=== REQUIREMENT ===
Starting with the line that contains "pub async fn create_default(path: &str)" and stopping after the line that contains "or scheduler misbehave.", return each line below exactly as written, with no others.

=== PROVIDED DATA ===
=-=-=-=-=

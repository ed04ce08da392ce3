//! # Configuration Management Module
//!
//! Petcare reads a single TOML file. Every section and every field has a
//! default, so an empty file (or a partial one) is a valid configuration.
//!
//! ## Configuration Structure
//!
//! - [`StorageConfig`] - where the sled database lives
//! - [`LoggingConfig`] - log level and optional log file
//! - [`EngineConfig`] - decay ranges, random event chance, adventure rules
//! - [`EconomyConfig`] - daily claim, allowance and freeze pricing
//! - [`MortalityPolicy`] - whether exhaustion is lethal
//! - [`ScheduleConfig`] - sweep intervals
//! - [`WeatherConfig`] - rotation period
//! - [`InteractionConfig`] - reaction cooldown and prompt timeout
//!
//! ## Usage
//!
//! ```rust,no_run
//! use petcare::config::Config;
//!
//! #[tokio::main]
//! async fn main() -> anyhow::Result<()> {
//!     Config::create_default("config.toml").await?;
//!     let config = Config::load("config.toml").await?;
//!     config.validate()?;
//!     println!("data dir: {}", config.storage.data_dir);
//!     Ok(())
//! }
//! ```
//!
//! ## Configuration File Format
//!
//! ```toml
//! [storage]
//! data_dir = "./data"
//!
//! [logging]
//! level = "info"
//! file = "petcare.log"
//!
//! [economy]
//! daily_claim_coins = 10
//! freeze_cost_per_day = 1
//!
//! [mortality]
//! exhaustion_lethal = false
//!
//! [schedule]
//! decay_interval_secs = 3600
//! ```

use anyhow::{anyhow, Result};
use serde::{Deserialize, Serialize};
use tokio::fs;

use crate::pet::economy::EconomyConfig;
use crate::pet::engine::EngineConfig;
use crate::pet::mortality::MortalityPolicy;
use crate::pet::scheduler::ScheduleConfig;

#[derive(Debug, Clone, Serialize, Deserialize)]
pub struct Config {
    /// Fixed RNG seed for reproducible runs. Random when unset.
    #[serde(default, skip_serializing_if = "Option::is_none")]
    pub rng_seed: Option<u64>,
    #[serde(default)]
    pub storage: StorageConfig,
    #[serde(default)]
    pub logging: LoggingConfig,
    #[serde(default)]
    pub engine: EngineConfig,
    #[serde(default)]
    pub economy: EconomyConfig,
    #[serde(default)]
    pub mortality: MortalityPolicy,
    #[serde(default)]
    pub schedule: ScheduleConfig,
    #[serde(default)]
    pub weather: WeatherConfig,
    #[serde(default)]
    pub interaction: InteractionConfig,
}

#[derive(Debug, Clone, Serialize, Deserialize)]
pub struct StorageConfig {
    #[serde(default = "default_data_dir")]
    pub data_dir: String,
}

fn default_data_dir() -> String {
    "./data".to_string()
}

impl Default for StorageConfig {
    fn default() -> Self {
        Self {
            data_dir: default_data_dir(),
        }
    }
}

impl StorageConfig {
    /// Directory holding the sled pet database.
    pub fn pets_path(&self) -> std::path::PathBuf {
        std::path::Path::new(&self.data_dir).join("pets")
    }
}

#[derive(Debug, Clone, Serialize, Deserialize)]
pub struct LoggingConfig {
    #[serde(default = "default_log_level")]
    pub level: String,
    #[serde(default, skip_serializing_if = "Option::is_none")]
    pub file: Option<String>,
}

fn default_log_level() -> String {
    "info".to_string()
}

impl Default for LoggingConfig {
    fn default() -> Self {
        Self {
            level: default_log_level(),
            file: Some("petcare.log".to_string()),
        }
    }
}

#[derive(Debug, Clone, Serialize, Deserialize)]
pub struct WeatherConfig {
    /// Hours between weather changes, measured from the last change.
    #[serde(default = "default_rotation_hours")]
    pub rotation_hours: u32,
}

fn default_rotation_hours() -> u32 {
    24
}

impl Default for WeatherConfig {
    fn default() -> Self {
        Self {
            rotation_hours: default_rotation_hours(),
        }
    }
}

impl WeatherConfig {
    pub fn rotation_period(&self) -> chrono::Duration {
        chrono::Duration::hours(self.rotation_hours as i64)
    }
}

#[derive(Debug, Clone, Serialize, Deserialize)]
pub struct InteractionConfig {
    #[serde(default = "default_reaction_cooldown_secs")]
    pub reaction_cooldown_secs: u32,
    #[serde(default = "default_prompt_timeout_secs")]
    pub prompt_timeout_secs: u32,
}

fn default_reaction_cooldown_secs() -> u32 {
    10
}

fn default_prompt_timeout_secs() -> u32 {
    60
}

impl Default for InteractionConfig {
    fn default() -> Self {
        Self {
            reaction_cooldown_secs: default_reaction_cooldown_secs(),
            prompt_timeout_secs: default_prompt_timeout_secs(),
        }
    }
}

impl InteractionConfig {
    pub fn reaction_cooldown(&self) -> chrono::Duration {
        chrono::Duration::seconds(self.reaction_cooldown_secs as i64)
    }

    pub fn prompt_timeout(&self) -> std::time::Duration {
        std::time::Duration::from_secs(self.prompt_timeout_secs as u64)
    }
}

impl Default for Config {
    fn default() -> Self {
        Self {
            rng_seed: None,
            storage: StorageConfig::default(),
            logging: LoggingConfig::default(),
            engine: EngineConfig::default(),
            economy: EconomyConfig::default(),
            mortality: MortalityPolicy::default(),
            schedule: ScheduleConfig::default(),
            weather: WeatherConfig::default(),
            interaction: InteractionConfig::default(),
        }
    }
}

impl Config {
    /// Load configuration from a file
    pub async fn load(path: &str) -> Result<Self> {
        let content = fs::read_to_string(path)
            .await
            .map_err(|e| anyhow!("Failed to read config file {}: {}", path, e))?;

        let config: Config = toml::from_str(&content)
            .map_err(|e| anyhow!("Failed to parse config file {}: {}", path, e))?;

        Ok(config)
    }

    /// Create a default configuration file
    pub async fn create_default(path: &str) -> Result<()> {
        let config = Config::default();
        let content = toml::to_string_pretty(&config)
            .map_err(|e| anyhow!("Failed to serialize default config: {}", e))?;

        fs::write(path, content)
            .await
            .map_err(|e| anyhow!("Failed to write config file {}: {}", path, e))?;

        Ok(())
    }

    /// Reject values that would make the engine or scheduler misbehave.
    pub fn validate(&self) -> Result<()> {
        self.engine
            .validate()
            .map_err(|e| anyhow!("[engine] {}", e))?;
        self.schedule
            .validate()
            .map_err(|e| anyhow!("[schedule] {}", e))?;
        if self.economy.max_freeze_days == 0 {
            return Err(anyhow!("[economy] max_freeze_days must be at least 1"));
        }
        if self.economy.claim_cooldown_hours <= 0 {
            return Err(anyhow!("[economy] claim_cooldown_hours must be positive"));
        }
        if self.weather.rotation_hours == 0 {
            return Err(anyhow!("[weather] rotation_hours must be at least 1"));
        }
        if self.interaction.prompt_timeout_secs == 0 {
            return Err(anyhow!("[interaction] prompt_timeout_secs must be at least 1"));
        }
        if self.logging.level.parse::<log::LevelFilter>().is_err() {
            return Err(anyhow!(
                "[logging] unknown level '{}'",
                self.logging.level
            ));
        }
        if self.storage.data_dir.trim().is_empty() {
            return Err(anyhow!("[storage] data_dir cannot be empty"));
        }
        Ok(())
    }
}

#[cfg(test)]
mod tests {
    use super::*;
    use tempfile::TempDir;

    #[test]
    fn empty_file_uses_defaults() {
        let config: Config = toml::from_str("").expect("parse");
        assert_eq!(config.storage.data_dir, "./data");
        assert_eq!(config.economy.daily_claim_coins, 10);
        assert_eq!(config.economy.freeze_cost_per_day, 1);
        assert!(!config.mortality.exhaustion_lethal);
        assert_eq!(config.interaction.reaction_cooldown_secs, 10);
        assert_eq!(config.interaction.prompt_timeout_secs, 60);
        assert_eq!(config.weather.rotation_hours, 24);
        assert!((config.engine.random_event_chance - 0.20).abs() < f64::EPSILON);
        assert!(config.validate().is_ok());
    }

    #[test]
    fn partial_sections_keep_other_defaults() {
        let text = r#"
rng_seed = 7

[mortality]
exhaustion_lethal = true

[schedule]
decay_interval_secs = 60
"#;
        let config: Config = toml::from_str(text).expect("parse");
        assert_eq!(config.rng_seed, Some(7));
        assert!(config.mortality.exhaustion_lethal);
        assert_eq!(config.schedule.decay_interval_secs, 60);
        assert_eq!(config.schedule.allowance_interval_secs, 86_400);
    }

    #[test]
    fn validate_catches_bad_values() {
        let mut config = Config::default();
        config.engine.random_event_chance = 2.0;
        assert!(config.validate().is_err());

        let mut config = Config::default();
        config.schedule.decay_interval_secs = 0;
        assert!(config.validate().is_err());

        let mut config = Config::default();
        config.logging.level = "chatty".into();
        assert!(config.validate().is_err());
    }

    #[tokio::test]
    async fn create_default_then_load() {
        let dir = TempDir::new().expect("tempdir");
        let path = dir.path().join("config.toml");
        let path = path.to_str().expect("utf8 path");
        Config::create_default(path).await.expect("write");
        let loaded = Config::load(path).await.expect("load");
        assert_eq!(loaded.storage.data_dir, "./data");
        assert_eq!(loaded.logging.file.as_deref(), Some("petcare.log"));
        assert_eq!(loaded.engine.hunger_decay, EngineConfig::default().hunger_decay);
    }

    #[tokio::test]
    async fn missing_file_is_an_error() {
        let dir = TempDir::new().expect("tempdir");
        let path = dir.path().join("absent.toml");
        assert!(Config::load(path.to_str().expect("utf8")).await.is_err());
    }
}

=-=-=-=-=

=== RESULT OF THE TASK ===
    pub async fn create_default(path: &str) -> Result<()> {
        let config = Config::default();
        let content = toml::to_string_pretty(&config)
            .map_err(|e| anyhow!("Failed to serialize default config: {}", e))?;

        fs::write(path, content)
            .await
            .map_err(|e| anyhow!("Failed to write config file {}: {}", path, e))?;

        Ok(())
    }

    /// Reject values that would make the engine or scheduler misbehave.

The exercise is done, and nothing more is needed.